COLLEGE STATION, Jan. 11, 2017 – The discovery of stone tools and bones in a Florida river by a research team that includes a Texas A&M University professor, proving that humans settled the Southeastern United States far earlier than believed, has been named one of the top science and environment stories for 2016 by the BBC (British Broadcasting Corporation).

In its rankings titled “Big Digs: The Year 2016 in Archaeology,” the BBC selected five stories as among the best of the year.  Results of the project led by Michael Waters, director of Texas A&M’s Center for the Study of the First Americans, and Jessi Halligan (his former student and now assistant professor at Florida State University) were published in Science Advances.  It details excavation work at the Page-Ladson site done in 26 feet of water in a sinkhole in the Aucilla River in Florida. The research team found stone tools and the bones of extinct animals, including a mastodon tusk that showed obvious signs of cutting by the early settlers of the area.

Radiocarbon testing showed that the artifacts were about 14,550 years old, meaning they were made about 1,500 years before it was believed the first people inhabited the area and pre-date Clovis culture artifacts.  Clovis were the direct descendants of the earliest people who arrived in the New World about 15,000 years ago.

The findings raise new questions about the settlement of the Americas.  “Page-Ladson is one of the oldest sites in the Americas and it continues to demonstrate that people occupied the Americas much earlier than we had previously thought,” Waters says. “It is an honor to have our research recognized by the BBC.”

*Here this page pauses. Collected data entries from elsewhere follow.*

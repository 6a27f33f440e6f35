// SPDX-FileCopyrightText: 2025 Semiotic AI, Inc.
//
// SPDX-License-Identifier: Apache-2.0

//! Parsed form of a regulatory annotation payload
//!
//! The service returns a JSON array of feature objects. Once a payload has been
//! written to a table it comes back as text, sometimes in single-quoted
//! pseudo-JSON. [`ParsedAnnotation`] is where that loosely-typed value is pinned
//! down: past this point the flattener only deals with "no features", "one
//! representative feature", or "unusable".

use serde_json::{Map, Value};

/// Separator used when flattening nested feature objects into column names.
pub const NESTED_KEY_SEPARATOR: char = '.';

/// A regulatory annotation payload after parsing
#[derive(Debug, Clone, PartialEq)]
pub enum ParsedAnnotation {
    /// No features: empty array, null, or an empty cell
    Empty,
    /// The first feature of a non-empty array; further features are ignored
    Single(Map<String, Value>),
    /// The payload could not be interpreted; treated as having no features
    Malformed(String),
}

impl ParsedAnnotation {
    /// Interprets an already-decoded payload value.
    pub fn from_value(value: &Value) -> Self {
        match value {
            Value::Null => ParsedAnnotation::Empty,
            Value::Array(features) => match features.first() {
                None => ParsedAnnotation::Empty,
                Some(Value::Object(first)) => ParsedAnnotation::Single(first.clone()),
                Some(other) => ParsedAnnotation::Malformed(format!(
                    "first feature is not an object: {other}"
                )),
            },
            other => ParsedAnnotation::Malformed(format!(
                "expected an array of features, found {}",
                value_kind(other)
            )),
        }
    }

    /// Parses a payload cell read back from a table.
    ///
    /// The text is decoded as JSON first; if that fails, single quotes are
    /// replaced with double quotes and decoding is retried. An absent or blank
    /// cell is [`ParsedAnnotation::Empty`].
    pub fn parse_cell(cell: Option<&str>) -> Self {
        let Some(text) = cell.map(str::trim).filter(|text| !text.is_empty()) else {
            return ParsedAnnotation::Empty;
        };

        match serde_json::from_str::<Value>(text) {
            Ok(value) => Self::from_value(&value),
            Err(_) => match serde_json::from_str::<Value>(&text.replace('\'', "\"")) {
                Ok(value) => Self::from_value(&value),
                Err(e) => ParsedAnnotation::Malformed(e.to_string()),
            },
        }
    }

    /// Returns `true` unless a feature is available for expansion.
    pub fn is_empty(&self) -> bool {
        !matches!(self, ParsedAnnotation::Single(_))
    }

    /// Scalar columns of the representative feature, in payload field order.
    ///
    /// Nested objects are flattened into `parent.child` names. Empty for
    /// anything but [`ParsedAnnotation::Single`].
    pub fn columns(&self) -> Vec<(String, String)> {
        let mut columns = Vec::new();
        if let ParsedAnnotation::Single(feature) = self {
            flatten_object(None, feature, &mut columns);
        }
        columns
    }
}

fn flatten_object(
    prefix: Option<&str>,
    object: &Map<String, Value>,
    out: &mut Vec<(String, String)>,
) {
    for (key, value) in object {
        let name = match prefix {
            Some(prefix) => format!("{prefix}{NESTED_KEY_SEPARATOR}{key}"),
            None => key.clone(),
        };
        match value {
            Value::Object(nested) => flatten_object(Some(&name), nested, out),
            scalar => out.push((name, render_scalar(scalar))),
        }
    }
}

/// Renders a JSON value as a table cell.
pub(crate) fn render_scalar(value: &Value) -> String {
    match value {
        Value::Null => String::new(),
        Value::String(s) => s.clone(),
        Value::Bool(b) => b.to_string(),
        Value::Number(n) => n.to_string(),
        other => other.to_string(),
    }
}

fn value_kind(value: &Value) -> &'static str {
    match value {
        Value::Null => "null",
        Value::Bool(_) => "a boolean",
        Value::Number(_) => "a number",
        Value::String(_) => "a string",
        Value::Array(_) => "an array",
        Value::Object(_) => "an object",
    }
}

#[cfg(test)]
mod tests {
    use super::*;
    use serde_json::json;

    #[test]
    fn test_empty_inputs() {
        assert_eq!(ParsedAnnotation::parse_cell(None), ParsedAnnotation::Empty);
        assert_eq!(ParsedAnnotation::parse_cell(Some("  ")), ParsedAnnotation::Empty);
        assert_eq!(ParsedAnnotation::parse_cell(Some("[]")), ParsedAnnotation::Empty);
        assert_eq!(ParsedAnnotation::parse_cell(Some("null")), ParsedAnnotation::Empty);
    }

    #[test]
    fn test_single_quoted_payload() {
        let parsed = ParsedAnnotation::parse_cell(Some("[{'a': 1, 'b': 2}]"));
        assert_eq!(
            parsed.columns(),
            vec![("a".to_string(), "1".to_string()), ("b".to_string(), "2".to_string())]
        );
    }

    #[test]
    fn test_valid_json_with_apostrophe_is_kept_verbatim() {
        let parsed = ParsedAnnotation::parse_cell(Some(r#"[{"description": "5' flank"}]"#));
        assert_eq!(
            parsed.columns(),
            vec![("description".to_string(), "5' flank".to_string())]
        );
    }

    #[test]
    fn test_only_first_feature_is_expanded() {
        let value = json!([{"id": "ENSR1"}, {"id": "ENSR2"}]);
        let parsed = ParsedAnnotation::from_value(&value);
        assert_eq!(parsed.columns(), vec![("id".to_string(), "ENSR1".to_string())]);
    }

    #[test]
    fn test_nested_objects_use_dotted_names() {
        let value = json!([{
            "id": "ENSR1",
            "source": {"name": "Ensembl", "version": 110},
            "tags": ["a", "b"],
            "score": null
        }]);
        let columns = ParsedAnnotation::from_value(&value).columns();
        assert!(columns.contains(&("source.name".to_string(), "Ensembl".to_string())));
        assert!(columns.contains(&("source.version".to_string(), "110".to_string())));
        assert!(columns.contains(&("tags".to_string(), r#"["a","b"]"#.to_string())));
        assert!(columns.contains(&("score".to_string(), String::new())));
    }

    #[test]
    fn test_columns_follow_payload_field_order() {
        let parsed = ParsedAnnotation::parse_cell(Some(
            r#"[{"start": 10, "id": "ENSR1", "bound": {"start": 5, "end": 20}, "end": 12}]"#,
        ));
        let names: Vec<String> = parsed.columns().into_iter().map(|(name, _)| name).collect();
        assert_eq!(names, ["start", "id", "bound.start", "bound.end", "end"]);
    }

    #[test]
    fn test_malformed_payloads() {
        assert!(matches!(
            ParsedAnnotation::parse_cell(Some("not json at all")),
            ParsedAnnotation::Malformed(_)
        ));
        assert!(matches!(
            ParsedAnnotation::from_value(&json!({"error": "region too large"})),
            ParsedAnnotation::Malformed(_)
        ));
        assert!(matches!(
            ParsedAnnotation::from_value(&json!([1, 2])),
            ParsedAnnotation::Malformed(_)
        ));
        assert!(ParsedAnnotation::parse_cell(Some("{{")).is_empty());
    }
}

Other top BBC stories in the science and environment category include “Britain’s Pompeii,” about the discovery of a settlement of houses built on stilts by apparently wealthy people that were destroyed by a fire thousands of years ago and were mysteriously abandoned;  a story about how ancient DNA proves that cats found buried alongside humans show they were domesticated as long as 9,500 years ago and how cat populations spread through Europe, Africa and the Mediterranean by ships;  a story that shows that man-made global warming could have been started as long as 10,000 years ago by methods of early agriculture and deforestation; and the discovery of ancient skeletons found in Arizona that show that women with birth defects were treated by numerous caregivers 1,400 years ago.

Established in 1922 by a Royal Charter, the London-based BBC is the world’s oldest national broadcasting organization and the largest broadcaster in the world with almost 21,000 employees and has large television, radio and online news gathering services around the globe.  It is a public service organization and free of government intervention.